Kat could finally see the real reason for his visit—his true intent. “You want me to keep quiet about all this, your double life, our affair … God, just saying it makes me sick.”

“Exactly,” Mitchell said, leaning forward and shrugging to punctuate his point, “that’s what I’m saying. Let’s just get on with our lives, leave it behind us. Why keep drudging up the past?”

“Especially when it could hurt your career.”

“And my marriage.” After a calculated pause, Mitchell said, “And it wouldn’t do anything for you either.” She turned her head to better hear the truth behind what Mitchell was trying not to say. But he went on, “Professional child’s entertainer has torrid affair, with a man she met at a professional function?”

Kat had tried not to think about it: a lapse in professional judgement that she was always afraid would snap back and bite her on the ass. But there were other things at stake, including her pride, her self-respect, and her personal safety.

“That’s no worse than an author who doesn’t write his own books, and has a double life

“You can’t prove the first thing,” Mitchell said, his eyes locking on hers, “and you really won’t be able to prove the other.”

Driven by a need not to back down to Mitchell even a single further step, she felt compelled to asked, “Why not? We were together for six months.”

“Nothing that you can prove; you’ve got no pictures, no witnesses.”

“I told my friends, my family—” Kat retorted.
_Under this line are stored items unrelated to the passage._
//! Key bindings and key naming
//!
//! Scan positions follow the console's keyboard layout: digits `0`-`9` at
//! indices 0-9, letters `A`-`Z` at 10-35, space at 36, enter at 37. The
//! remaining positions up to 79 are unlabelled and addressed as `#NN`.

use super::game::Game;
use super::key_table::SCAN_POSITIONS;
use crate::{CoreError, Result};
use serde::{Deserialize, Serialize};

/// Scan index of the first letter key (`A`)
pub const KEY_A: u8 = 10;
/// Scan index of the space bar
pub const KEY_SPACE: u8 = 36;
/// Scan index of the enter key
pub const KEY_ENTER: u8 = 37;

/// Scan index for a key name
///
/// Accepts a single digit or letter (case-insensitive), `space`, `enter`,
/// or a raw index written `#NN`.
pub fn key_index(name: &str) -> Option<u8> {
    let name = name.trim();
    if let Some(raw) = name.strip_prefix('#') {
        return raw
            .parse::<u8>()
            .ok()
            .filter(|&i| usize::from(i) < SCAN_POSITIONS);
    }
    match name.to_ascii_lowercase().as_str() {
        "space" => return Some(KEY_SPACE),
        "enter" => return Some(KEY_ENTER),
        _ => {}
    }
    let mut chars = name.chars();
    match (chars.next(), chars.next()) {
        (Some(c @ '0'..='9'), None) => Some(c as u8 - b'0'),
        (Some(c), None) if c.is_ascii_alphabetic() => {
            Some(KEY_A + (c.to_ascii_uppercase() as u8 - b'A'))
        }
        _ => None,
    }
}

/// Display name for a scan index
pub fn key_name(index: u8) -> String {
    match index {
        0..=9 => char::from(b'0' + index).to_string(),
        10..=35 => char::from(b'A' + (index - KEY_A)).to_string(),
        KEY_SPACE => "space".to_string(),
        KEY_ENTER => "enter".to_string(),
        _ => format!("#{index}"),
    }
}

/// Scan index bound to each control
#[derive(Debug, Clone, PartialEq, Eq, Serialize, Deserialize)]
#[serde(default)]
pub struct KeyBindings {
    /// Toggles manual serve mode (`M`)
    pub manual_serve: u8,
    /// Toggles paddle size (`P`)
    pub paddle_size: u8,
    /// Toggles ball speed (`B`)
    pub ball_speed: u8,
    /// Toggles ball angle (`A`)
    pub ball_angle: u8,
    /// Serves while manual serve is on (space)
    pub serve: u8,
    /// Game keys in [`Game::ALL`] order (`1`-`6`)
    pub games: [u8; 6],
    /// Clears the game selection (`0`)
    pub deselect: u8,
}

impl Default for KeyBindings {
    fn default() -> Self {
        Self {
            manual_serve: KEY_A + 12,
            paddle_size: KEY_A + 15,
            ball_speed: KEY_A + 1,
            ball_angle: KEY_A,
            serve: KEY_SPACE,
            games: [1, 2, 3, 4, 5, 6],
            deselect: 0,
        }
    }
}

impl KeyBindings {
    /// Key selecting `game`
    #[inline]
    pub fn game_key(&self, game: Game) -> u8 {
        self.games[game as usize]
    }

    /// Every binding with a label, in evaluation order
    pub fn labelled(&self) -> Vec<(String, u8)> {
        let mut keys = vec![
            ("manual_serve".to_string(), self.manual_serve),
            ("paddle_size".to_string(), self.paddle_size),
            ("ball_speed".to_string(), self.ball_speed),
            ("ball_angle".to_string(), self.ball_angle),
            ("serve".to_string(), self.serve),
        ];
        keys.extend(
            Game::ALL
                .iter()
                .map(|&game| (format!("game {game}"), self.game_key(game))),
        );
        keys.push(("deselect".to_string(), self.deselect));
        keys
    }

    /// Check every index is in range and no key is bound twice
    pub fn validate(&self) -> Result<()> {
        let keys = self.labelled();
        for (i, (label, key)) in keys.iter().enumerate() {
            if usize::from(*key) >= SCAN_POSITIONS {
                return Err(CoreError::ConfigError(format!(
                    "{label} bound to scan index {key}, must be below {SCAN_POSITIONS}"
                )));
            }
            if let Some((other, _)) = keys[..i].iter().find(|(_, k)| k == key) {
                return Err(CoreError::ConfigError(format!(
                    "key {} bound to both {other} and {label}",
                    key_name(*key)
                )));
            }
        }
        Ok(())
    }
}
//! Fixed-width bit helpers
//!
//! The hardware is described in terms of signal slices (`y[15:8]`,
//! `product[27:12]`, 10-bit counters). These helpers make each slice and
//! sign extension an explicit, typed operation instead of ad hoc casts.

/// Mask for a 10-bit counter
pub const MASK_10: u16 = 0x03FF;

/// Extract bits `hi..=lo` of `value`, right-aligned
///
/// `hi` must be `>= lo` and `< 32`.
#[inline]
pub const fn slice(value: u32, hi: u32, lo: u32) -> u32 {
    let width = hi - lo + 1;
    let mask = if width >= 32 { u32::MAX } else { (1u32 << width) - 1 };
    (value >> lo) & mask
}

/// Sign-extend the low `bits` bits of `value` to an `i32`
///
/// `bits` must be in `1..=32`.
#[inline]
pub const fn sign_extend(value: u32, bits: u32) -> i32 {
    let shift = 32 - bits;
    ((value << shift) as i32) >> shift
}

/// Sign-extend bits 15..8 of a 16-bit word (`sext(v[15:8])`)
///
/// Equivalent to an arithmetic shift right by 8, spelled out as a slice so
/// the oscillator reads like the hardware description it mirrors.
#[inline]
pub const fn high_byte_signed(value: i16) -> i16 {
    sign_extend(slice(value as u16 as u32, 15, 8), 8) as i16
}

/// 16-bit add returning the sum and the carry out of bit 15 (bit 16 of the
/// 17-bit result)
#[inline]
pub const fn add_with_carry(a: u16, b: u16) -> (u16, bool) {
    a.overflowing_add(b)
}

/// Bits 27..12 of a 32-bit signed product, reinterpreted as `i16`
///
/// Drops the 12 fractional bits and everything above bit 27; no rounding,
/// no saturation.
#[inline]
pub const fn product_bits_27_12(product: i32) -> i16 {
    slice(product as u32, 27, 12) as u16 as i16
}

/// Increment a 10-bit counter with wraparound
#[inline]
pub const fn inc_10(value: u16) -> u16 {
    value.wrapping_add(1) & MASK_10
}

#[cfg(test)]
mod tests {
    use super::*;

    #[test]
    fn test_slice() {
        assert_eq!(slice(0xABCD, 15, 8), 0xAB);
        assert_eq!(slice(0xABCD, 7, 0), 0xCD);
        assert_eq!(slice(0xFFFF_FFFF, 31, 0), 0xFFFF_FFFF);
        assert_eq!(slice(0b1011_0000, 7, 4), 0b1011);
    }

    #[test]
    fn test_sign_extend() {
        assert_eq!(sign_extend(0x7F, 8), 127);
        assert_eq!(sign_extend(0x80, 8), -128);
        assert_eq!(sign_extend(0xFF, 8), -1);
        assert_eq!(sign_extend(0x3FF, 10), -1);
        assert_eq!(sign_extend(0x1FF, 10), 511);
    }

    #[test]
    fn test_high_byte_signed() {
        assert_eq!(high_byte_signed(0x7C00), 0x7C);
        assert_eq!(high_byte_signed(0x00FF), 0);
        assert_eq!(high_byte_signed(-1), -1);
        assert_eq!(high_byte_signed(-256), -1);
        assert_eq!(high_byte_signed(-257), -2);
        assert_eq!(high_byte_signed(i16::MIN), -128);
        // Matches an arithmetic shift for every input
        for v in (i16::MIN..=i16::MAX).step_by(97) {
            assert_eq!(high_byte_signed(v), v >> 8, "value {v}");
        }
    }

    #[test]
    fn test_add_with_carry() {
        assert_eq!(add_with_carry(0xFFFF, 1), (0, true));
        assert_eq!(add_with_carry(0x8000, 0x8000), (0, true));
        assert_eq!(add_with_carry(0x7FFF, 0x8000), (0xFFFF, false));
        assert_eq!(add_with_carry(0xF000, 0x2000), (0x1000, true));
    }

    #[test]
    fn test_product_bits_27_12() {
        assert_eq!(product_bits_27_12(0x1000), 1);
        assert_eq!(product_bits_27_12(0x0FFF), 0);
        assert_eq!(product_bits_27_12(-0x1000), -1);
        // No rounding: -1 >> 12 stays -1
        assert_eq!(product_bits_27_12(-1), -1);
        // Bits above 27 are dropped
        assert_eq!(product_bits_27_12(0x1000_1000), 1);
        assert_eq!(product_bits_27_12(0x0800_0000), i16::MIN);
        // Full-scale sine times full-scale volume wraps rather than saturating
        assert_eq!(product_bits_27_12(0x7C00 * 0x7FFF), ((0x7C00 * 0x7FFF) >> 12) as i16);
    }

    #[test]
    fn test_inc_10_wraps() {
        assert_eq!(inc_10(0), 1);
        assert_eq!(inc_10(1022), 1023);
        assert_eq!(inc_10(1023), 0);
    }
}
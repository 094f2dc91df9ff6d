//! Live audio playback
//!
//! The producer runs the core and pushes decimated stereo frames into a
//! [`RingBuffer`]; the [`AudioDevice`] drains it from rodio's playback
//! thread. Memory use is fixed by the ring buffer size.

pub mod audio_device;
pub mod ring_buffer;

pub use audio_device::AudioDevice;
pub use ring_buffer::RingBuffer;

use crate::audio::StereoSample;
use parking_lot::Mutex;
use std::sync::Arc;
use std::time::Duration;

/// Buffer backoff time in microseconds
pub const BUFFER_BACKOFF_MICROS: u64 = 100;

/// Configuration for streaming playback
#[derive(Debug, Clone, Copy)]
pub struct StreamConfig {
    /// Size of the ring buffer in interleaved samples
    pub ring_buffer_size: usize,
    /// Sample rate in Hz
    pub sample_rate: u32,
}

impl StreamConfig {
    /// Small buffer: 4096 samples, about 46ms of stereo at 44.1kHz
    pub fn low_latency(sample_rate: u32) -> Self {
        StreamConfig {
            ring_buffer_size: 4096,
            sample_rate,
        }
    }

    /// Large buffer: 16384 samples, about 186ms of stereo at 44.1kHz
    pub fn stable(sample_rate: u32) -> Self {
        StreamConfig {
            ring_buffer_size: 16384,
            sample_rate,
        }
    }

    /// Channels played (always stereo)
    pub fn channels(&self) -> u16 {
        2
    }

    /// Buffer latency in milliseconds
    pub fn latency_ms(&self) -> f32 {
        let frames = self.ring_buffer_size as f32 / f32::from(self.channels());
        frames / self.sample_rate as f32 * 1000.0
    }
}

impl Default for StreamConfig {
    fn default() -> Self {
        Self::stable(44_100)
    }
}

/// Convert a stereo frame to interleaved `f32` in `[-1, 1)`
#[inline]
pub fn frame_to_f32(frame: StereoSample) -> [f32; 2] {
    [
        f32::from(frame.left) / 32_768.0,
        f32::from(frame.right) / 32_768.0,
    ]
}

/// Write interleaved samples, backing off while the buffer is full
///
/// Returns once every sample has been queued.
pub fn write_blocking(buffer: &Arc<Mutex<RingBuffer>>, samples: &[f32]) {
    let mut remaining = samples;
    while !remaining.is_empty() {
        let written = buffer.lock().write(remaining);
        if written == 0 {
            std::thread::sleep(Duration::from_micros(BUFFER_BACKOFF_MICROS));
        } else {
            remaining = &remaining[written..];
        }
    }
}
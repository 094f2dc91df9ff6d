//! Blanking interval detection
//!
//! Counts derived ticks between sync edges and raises the horizontal and
//! vertical blanking levels at fixed counter values of the target video mode.
//!
//! Thresholds are matched with equality, not range checks. If the counters
//! ever skip a threshold value (sync lost, divisor changed mid-line) the
//! corresponding blanking output stays latched in its last state until the
//! value comes around again. That behaviour is kept as-is; use
//! [`BlankingDetector::counters`] to observe it.

use crate::bits::inc_10;

/// Horizontal count at which `h_blank` is cleared
pub const H_BLANK_END: u16 = 21;
/// Horizontal count at which `h_blank` is set
pub const H_BLANK_START: u16 = 100;
/// Vertical count at which `v_blank` is cleared
pub const V_BLANK_END: u16 = 34;
/// Vertical count at which `v_blank` is set
pub const V_BLANK_START: u16 = 240;

/// Snapshot of the detector registers
#[derive(Debug, Clone, Copy, PartialEq, Eq, Default)]
pub struct BlankCounters {
    /// Derived ticks since the last hsync falling edge (10-bit)
    pub h_count: u16,
    /// Lines since the last vsync falling edge (10-bit)
    pub v_count: u16,
    /// hsync level sampled on the previous derived tick
    pub prev_hsync: bool,
    /// vsync level sampled on the previous hsync falling edge
    pub prev_vsync: bool,
    /// Horizontal blanking level
    pub h_blank: bool,
    /// Vertical blanking level
    pub v_blank: bool,
}

/// Sync-edge driven blanking detector
#[derive(Debug, Clone, Default)]
pub struct BlankingDetector {
    regs: BlankCounters,
}

impl BlankingDetector {
    /// Create a detector with all counters and outputs cleared
    pub fn new() -> Self {
        Self::default()
    }

    /// Reset to initial state
    pub fn reset(&mut self) {
        self.regs = BlankCounters::default();
    }

    /// Advance one derived tick
    ///
    /// Only call this on ticks where the derived clock is active; the
    /// detector has no notion of the master tick.
    pub fn tick(&mut self, hsync: bool, vsync: bool) {
        let prev = self.regs;
        let mut next = prev;

        next.h_count = inc_10(prev.h_count);

        if prev.prev_hsync && !hsync {
            next.h_count = 0;
            next.v_count = inc_10(prev.v_count);
            if prev.prev_vsync && !vsync {
                next.v_count = 0;
            }
            next.prev_vsync = vsync;
        }
        next.prev_hsync = hsync;

        // Compared against the counters as latched at the start of the tick
        if prev.h_count == H_BLANK_END {
            next.h_blank = false;
        }
        if prev.h_count == H_BLANK_START {
            next.h_blank = true;
        }
        if prev.v_count == V_BLANK_END {
            next.v_blank = false;
        }
        if prev.v_count == V_BLANK_START {
            next.v_blank = true;
        }

        self.regs = next;
    }

    /// Horizontal blanking level
    #[inline]
    pub fn h_blank(&self) -> bool {
        self.regs.h_blank
    }

    /// Vertical blanking level
    #[inline]
    pub fn v_blank(&self) -> bool {
        self.regs.v_blank
    }

    /// Full register snapshot, including the raw counters
    #[inline]
    pub fn counters(&self) -> BlankCounters {
        self.regs
    }
}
“The delusions of a crazed fan, like I told my wife. And that’ll really look bad: a deranged party clown who stalks her clients? You’ll be finished, Kathleen, you and everybody you work with.” Her lungs were robbed of breath and her mind vacant of any response. Mitchell seemed to know he’d won. “Let it go, Kathleen.” And there was more to that than simply practical advice.

It was a threat.

“Just get the hell out of my sight,” she said, repulsed by every fiber of his being, advancing and easing him backward out the still-opened front door.

“Goodbye, Kathleen Le Fleur,” he said as he faded into the hallway, “goodbye forever.” He turned, and Kat slammed the door closed behind him.